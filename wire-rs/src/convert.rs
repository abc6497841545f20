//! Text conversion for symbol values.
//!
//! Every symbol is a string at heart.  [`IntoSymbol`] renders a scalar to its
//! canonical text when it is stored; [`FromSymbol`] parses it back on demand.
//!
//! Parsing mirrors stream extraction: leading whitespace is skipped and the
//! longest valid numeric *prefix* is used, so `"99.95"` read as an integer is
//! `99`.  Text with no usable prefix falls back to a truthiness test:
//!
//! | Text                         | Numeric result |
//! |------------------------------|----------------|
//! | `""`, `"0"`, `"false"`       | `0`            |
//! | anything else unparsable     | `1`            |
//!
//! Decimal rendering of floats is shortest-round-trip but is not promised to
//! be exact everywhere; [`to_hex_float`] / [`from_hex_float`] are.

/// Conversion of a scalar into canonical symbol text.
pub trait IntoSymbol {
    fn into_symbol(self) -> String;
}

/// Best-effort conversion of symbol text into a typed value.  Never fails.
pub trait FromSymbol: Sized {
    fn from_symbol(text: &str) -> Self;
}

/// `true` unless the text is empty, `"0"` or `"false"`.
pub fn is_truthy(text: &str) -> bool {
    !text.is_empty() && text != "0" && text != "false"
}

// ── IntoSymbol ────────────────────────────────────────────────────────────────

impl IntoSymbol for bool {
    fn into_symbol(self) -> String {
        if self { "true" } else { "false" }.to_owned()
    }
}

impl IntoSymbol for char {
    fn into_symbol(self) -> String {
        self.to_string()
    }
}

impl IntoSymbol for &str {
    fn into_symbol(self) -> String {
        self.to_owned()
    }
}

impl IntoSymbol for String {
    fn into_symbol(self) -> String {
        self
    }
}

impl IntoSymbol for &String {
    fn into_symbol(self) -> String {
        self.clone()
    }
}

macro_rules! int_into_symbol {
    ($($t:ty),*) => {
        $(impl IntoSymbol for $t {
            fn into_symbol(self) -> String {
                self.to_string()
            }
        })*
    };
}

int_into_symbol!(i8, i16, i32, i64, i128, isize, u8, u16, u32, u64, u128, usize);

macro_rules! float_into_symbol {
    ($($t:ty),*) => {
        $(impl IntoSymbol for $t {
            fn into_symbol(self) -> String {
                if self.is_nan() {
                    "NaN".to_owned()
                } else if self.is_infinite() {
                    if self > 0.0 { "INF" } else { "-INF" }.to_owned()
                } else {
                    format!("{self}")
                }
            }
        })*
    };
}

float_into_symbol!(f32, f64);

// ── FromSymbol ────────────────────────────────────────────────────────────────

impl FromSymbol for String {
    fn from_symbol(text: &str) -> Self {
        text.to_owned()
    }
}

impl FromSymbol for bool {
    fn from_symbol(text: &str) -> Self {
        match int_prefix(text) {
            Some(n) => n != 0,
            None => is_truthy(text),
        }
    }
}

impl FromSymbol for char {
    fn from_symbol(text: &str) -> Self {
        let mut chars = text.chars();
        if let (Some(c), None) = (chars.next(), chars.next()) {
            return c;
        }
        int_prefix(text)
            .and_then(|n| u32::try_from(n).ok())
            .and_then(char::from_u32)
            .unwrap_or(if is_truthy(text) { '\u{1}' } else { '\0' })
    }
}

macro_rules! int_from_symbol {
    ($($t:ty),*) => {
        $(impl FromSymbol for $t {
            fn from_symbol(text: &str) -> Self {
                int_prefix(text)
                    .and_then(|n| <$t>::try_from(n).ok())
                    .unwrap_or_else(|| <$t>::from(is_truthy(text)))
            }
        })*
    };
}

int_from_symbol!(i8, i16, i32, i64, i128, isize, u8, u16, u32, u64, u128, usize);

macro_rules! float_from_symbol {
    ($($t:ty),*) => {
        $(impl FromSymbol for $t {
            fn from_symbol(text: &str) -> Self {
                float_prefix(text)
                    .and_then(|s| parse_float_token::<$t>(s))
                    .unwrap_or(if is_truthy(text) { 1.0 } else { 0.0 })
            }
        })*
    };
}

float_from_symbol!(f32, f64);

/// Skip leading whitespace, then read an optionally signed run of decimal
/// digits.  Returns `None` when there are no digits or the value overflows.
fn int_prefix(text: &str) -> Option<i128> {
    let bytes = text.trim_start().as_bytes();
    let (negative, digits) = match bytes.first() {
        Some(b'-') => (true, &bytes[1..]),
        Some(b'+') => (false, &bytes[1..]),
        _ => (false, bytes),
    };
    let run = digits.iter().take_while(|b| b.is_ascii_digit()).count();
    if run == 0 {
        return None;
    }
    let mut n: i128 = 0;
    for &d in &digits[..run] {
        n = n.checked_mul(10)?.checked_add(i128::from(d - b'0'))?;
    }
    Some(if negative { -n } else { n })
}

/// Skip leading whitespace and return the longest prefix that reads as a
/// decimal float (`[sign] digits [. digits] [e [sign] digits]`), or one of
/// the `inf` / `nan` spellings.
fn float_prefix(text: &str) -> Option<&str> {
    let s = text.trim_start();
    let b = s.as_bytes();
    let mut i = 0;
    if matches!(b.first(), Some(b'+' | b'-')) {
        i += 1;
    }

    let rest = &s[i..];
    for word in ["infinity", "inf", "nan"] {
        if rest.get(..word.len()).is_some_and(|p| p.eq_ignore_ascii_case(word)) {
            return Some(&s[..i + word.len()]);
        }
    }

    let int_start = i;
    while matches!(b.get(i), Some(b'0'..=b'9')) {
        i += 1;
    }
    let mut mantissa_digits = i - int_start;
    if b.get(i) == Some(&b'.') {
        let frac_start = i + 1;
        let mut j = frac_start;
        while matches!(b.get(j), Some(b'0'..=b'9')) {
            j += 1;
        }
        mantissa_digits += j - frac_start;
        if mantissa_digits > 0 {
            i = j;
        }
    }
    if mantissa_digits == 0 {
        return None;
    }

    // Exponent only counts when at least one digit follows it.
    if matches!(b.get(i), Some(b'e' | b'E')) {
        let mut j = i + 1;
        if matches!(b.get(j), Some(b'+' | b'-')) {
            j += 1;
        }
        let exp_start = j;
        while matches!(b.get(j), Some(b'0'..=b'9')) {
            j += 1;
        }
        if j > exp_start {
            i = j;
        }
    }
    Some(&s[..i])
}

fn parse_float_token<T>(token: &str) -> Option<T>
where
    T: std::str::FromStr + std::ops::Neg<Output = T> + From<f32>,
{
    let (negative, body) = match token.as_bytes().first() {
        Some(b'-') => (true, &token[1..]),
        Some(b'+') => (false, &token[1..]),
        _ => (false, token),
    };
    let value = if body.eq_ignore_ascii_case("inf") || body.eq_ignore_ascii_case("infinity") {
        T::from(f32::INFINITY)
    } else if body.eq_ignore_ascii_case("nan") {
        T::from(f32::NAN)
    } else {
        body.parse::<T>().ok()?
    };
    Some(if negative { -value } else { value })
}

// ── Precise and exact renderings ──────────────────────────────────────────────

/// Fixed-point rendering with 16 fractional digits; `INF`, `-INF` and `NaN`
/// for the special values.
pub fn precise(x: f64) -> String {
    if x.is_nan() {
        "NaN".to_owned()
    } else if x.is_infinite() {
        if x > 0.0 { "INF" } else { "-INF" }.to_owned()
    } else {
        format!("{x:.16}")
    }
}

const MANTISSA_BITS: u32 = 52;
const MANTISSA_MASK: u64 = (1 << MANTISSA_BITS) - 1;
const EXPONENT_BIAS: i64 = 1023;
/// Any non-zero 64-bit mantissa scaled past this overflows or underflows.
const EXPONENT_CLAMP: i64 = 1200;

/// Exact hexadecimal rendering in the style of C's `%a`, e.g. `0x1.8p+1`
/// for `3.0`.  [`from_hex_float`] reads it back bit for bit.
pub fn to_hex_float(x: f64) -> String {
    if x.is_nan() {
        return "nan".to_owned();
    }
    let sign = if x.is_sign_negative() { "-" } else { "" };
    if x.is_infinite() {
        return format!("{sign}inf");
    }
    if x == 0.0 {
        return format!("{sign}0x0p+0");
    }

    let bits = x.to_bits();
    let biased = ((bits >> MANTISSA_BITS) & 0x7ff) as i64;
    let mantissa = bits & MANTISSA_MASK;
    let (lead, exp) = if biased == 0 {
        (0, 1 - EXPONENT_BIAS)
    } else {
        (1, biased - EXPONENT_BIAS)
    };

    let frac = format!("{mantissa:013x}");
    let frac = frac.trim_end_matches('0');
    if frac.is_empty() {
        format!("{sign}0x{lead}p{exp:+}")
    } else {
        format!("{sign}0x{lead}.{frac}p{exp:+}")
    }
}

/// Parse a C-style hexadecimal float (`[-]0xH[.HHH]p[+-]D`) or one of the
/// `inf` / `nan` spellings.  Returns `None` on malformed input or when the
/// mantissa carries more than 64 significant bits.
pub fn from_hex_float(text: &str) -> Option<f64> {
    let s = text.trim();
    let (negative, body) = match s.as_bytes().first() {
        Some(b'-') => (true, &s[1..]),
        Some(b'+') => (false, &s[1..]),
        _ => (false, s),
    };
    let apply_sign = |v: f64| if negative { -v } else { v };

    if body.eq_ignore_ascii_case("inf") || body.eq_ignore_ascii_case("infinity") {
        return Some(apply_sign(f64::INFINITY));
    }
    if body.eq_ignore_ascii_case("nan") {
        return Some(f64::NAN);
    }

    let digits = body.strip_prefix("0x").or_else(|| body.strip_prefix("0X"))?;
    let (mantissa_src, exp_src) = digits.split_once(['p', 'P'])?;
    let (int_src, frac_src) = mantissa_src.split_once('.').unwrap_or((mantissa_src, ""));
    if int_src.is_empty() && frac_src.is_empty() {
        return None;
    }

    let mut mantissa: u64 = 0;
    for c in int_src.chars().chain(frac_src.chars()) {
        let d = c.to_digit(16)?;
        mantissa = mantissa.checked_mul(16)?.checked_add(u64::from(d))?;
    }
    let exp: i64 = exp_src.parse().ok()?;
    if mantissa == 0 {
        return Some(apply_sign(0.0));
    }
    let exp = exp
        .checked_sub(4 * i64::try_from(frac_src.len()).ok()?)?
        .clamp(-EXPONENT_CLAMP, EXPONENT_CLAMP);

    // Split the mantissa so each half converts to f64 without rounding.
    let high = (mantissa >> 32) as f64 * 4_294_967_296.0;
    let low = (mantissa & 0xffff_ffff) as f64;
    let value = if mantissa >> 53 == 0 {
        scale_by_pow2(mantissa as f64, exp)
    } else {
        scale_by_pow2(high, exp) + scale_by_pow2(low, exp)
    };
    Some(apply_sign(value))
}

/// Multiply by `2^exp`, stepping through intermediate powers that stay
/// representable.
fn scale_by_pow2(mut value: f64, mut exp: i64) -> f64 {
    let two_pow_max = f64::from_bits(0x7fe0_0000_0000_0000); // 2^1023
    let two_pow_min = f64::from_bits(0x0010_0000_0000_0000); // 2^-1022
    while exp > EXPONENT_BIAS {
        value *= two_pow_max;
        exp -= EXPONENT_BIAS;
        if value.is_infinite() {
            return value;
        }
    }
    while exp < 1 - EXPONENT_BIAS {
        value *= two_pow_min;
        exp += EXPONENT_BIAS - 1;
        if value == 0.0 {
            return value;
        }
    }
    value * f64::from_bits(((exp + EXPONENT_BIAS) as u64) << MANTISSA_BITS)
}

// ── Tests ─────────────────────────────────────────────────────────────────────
+-------+
If the string "that" appears in a line of the entries, report the line.

RESPONSE AREA:
/// Skip leading whitespace and return the longest prefix that reads as a
/// Multiply by `2^exp`, stepping through intermediate powers that stay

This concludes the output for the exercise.